### ABOUT THIS EXERCISE
Across the records that follow, give the number of lines containing the word "when" and nothing else.

(PROVIDED DATA Opens)

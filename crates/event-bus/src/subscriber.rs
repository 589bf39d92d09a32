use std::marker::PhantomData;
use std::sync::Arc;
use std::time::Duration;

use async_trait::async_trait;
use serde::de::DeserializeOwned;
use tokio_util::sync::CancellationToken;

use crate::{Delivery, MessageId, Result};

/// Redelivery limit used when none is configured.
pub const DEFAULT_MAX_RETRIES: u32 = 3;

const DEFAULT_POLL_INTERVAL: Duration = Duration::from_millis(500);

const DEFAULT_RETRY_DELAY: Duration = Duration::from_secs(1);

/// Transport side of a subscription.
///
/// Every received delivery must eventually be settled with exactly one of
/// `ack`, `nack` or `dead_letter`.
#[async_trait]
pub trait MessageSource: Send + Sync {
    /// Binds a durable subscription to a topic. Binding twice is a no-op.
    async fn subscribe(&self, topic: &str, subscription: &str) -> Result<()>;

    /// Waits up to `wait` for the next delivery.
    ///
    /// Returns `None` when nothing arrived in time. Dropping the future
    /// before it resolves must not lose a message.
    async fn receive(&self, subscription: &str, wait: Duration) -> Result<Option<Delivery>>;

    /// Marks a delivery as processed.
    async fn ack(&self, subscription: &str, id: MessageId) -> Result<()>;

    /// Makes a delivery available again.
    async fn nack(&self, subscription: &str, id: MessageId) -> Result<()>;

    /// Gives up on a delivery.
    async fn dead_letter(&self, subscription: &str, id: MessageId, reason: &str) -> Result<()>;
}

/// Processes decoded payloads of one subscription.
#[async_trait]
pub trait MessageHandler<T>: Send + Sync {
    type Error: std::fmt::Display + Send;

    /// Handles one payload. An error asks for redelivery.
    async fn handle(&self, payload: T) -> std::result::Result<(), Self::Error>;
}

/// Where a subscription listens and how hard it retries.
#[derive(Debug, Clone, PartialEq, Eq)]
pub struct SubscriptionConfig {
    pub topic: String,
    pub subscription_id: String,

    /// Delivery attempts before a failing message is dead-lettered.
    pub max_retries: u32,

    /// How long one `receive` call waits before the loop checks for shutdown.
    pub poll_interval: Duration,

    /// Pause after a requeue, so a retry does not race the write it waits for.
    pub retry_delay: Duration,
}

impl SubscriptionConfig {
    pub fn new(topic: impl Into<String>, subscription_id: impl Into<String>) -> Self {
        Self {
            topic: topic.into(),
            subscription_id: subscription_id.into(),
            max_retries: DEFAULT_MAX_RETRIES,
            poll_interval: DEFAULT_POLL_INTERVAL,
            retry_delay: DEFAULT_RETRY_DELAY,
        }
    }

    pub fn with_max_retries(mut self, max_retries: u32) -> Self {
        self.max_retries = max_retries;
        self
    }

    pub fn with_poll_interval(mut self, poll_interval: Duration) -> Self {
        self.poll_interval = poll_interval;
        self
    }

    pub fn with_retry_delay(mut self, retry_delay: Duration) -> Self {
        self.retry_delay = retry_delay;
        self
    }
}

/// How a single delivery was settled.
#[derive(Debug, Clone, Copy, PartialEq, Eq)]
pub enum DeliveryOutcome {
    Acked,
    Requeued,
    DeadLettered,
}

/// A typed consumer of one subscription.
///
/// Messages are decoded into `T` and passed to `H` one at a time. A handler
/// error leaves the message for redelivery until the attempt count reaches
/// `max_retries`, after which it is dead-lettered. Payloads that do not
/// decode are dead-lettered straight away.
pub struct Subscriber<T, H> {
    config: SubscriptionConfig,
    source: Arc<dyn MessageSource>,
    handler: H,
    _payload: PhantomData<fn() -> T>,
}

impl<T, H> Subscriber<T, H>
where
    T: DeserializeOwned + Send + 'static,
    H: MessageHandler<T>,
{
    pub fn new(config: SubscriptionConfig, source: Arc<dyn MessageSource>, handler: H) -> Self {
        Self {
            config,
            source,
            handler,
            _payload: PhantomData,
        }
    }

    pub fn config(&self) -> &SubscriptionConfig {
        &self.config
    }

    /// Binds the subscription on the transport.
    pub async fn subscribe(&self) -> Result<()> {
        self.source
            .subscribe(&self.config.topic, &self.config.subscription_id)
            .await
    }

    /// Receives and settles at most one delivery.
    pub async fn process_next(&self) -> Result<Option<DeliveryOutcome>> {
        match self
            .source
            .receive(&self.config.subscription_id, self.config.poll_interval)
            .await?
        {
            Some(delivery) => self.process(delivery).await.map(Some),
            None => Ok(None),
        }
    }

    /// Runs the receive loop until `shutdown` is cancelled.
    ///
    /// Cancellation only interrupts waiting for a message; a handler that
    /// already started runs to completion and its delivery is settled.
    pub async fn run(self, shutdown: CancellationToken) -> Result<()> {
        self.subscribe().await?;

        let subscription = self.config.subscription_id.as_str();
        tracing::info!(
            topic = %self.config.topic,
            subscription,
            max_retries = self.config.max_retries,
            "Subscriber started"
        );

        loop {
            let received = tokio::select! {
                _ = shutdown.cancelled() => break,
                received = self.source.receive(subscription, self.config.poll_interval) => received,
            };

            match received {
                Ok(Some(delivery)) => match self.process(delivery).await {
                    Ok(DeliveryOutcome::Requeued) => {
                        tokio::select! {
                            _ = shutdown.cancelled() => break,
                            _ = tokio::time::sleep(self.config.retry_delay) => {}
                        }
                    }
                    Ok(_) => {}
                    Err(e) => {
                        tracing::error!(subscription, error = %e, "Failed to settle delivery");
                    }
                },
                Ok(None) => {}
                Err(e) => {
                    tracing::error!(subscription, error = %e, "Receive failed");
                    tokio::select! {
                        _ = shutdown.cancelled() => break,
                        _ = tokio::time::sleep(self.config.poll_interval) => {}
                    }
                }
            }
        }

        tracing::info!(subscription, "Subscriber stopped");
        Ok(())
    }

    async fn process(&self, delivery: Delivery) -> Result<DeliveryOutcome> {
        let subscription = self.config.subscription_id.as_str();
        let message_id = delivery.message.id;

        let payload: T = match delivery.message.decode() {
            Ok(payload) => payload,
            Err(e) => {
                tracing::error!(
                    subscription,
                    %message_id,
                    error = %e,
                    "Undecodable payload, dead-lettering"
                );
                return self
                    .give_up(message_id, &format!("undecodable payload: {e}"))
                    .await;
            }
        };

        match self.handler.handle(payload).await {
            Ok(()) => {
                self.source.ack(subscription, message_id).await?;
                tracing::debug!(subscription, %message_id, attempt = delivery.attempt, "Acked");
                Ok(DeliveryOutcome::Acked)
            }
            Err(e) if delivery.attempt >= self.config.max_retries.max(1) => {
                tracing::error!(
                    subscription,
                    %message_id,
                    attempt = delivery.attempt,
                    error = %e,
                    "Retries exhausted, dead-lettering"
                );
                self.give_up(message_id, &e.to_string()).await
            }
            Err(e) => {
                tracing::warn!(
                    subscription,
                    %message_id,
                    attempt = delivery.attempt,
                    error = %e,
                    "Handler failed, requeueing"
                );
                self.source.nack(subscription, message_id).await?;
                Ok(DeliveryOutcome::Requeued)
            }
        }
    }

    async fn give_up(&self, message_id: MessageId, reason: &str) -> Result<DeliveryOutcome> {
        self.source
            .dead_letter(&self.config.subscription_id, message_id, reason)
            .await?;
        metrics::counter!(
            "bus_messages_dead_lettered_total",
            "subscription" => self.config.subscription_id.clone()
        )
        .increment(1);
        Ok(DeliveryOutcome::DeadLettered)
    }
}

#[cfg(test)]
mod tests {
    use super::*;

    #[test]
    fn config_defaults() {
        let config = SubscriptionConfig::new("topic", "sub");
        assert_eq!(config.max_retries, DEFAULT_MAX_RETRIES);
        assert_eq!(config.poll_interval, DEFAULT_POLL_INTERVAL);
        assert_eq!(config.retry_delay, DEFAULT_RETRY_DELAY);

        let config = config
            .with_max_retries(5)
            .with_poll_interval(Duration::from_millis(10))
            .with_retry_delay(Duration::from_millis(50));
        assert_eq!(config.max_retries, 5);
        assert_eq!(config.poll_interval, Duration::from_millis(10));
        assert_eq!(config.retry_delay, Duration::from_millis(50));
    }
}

(PROVIDED DATA Closes)

### SOLUTION BELOW
2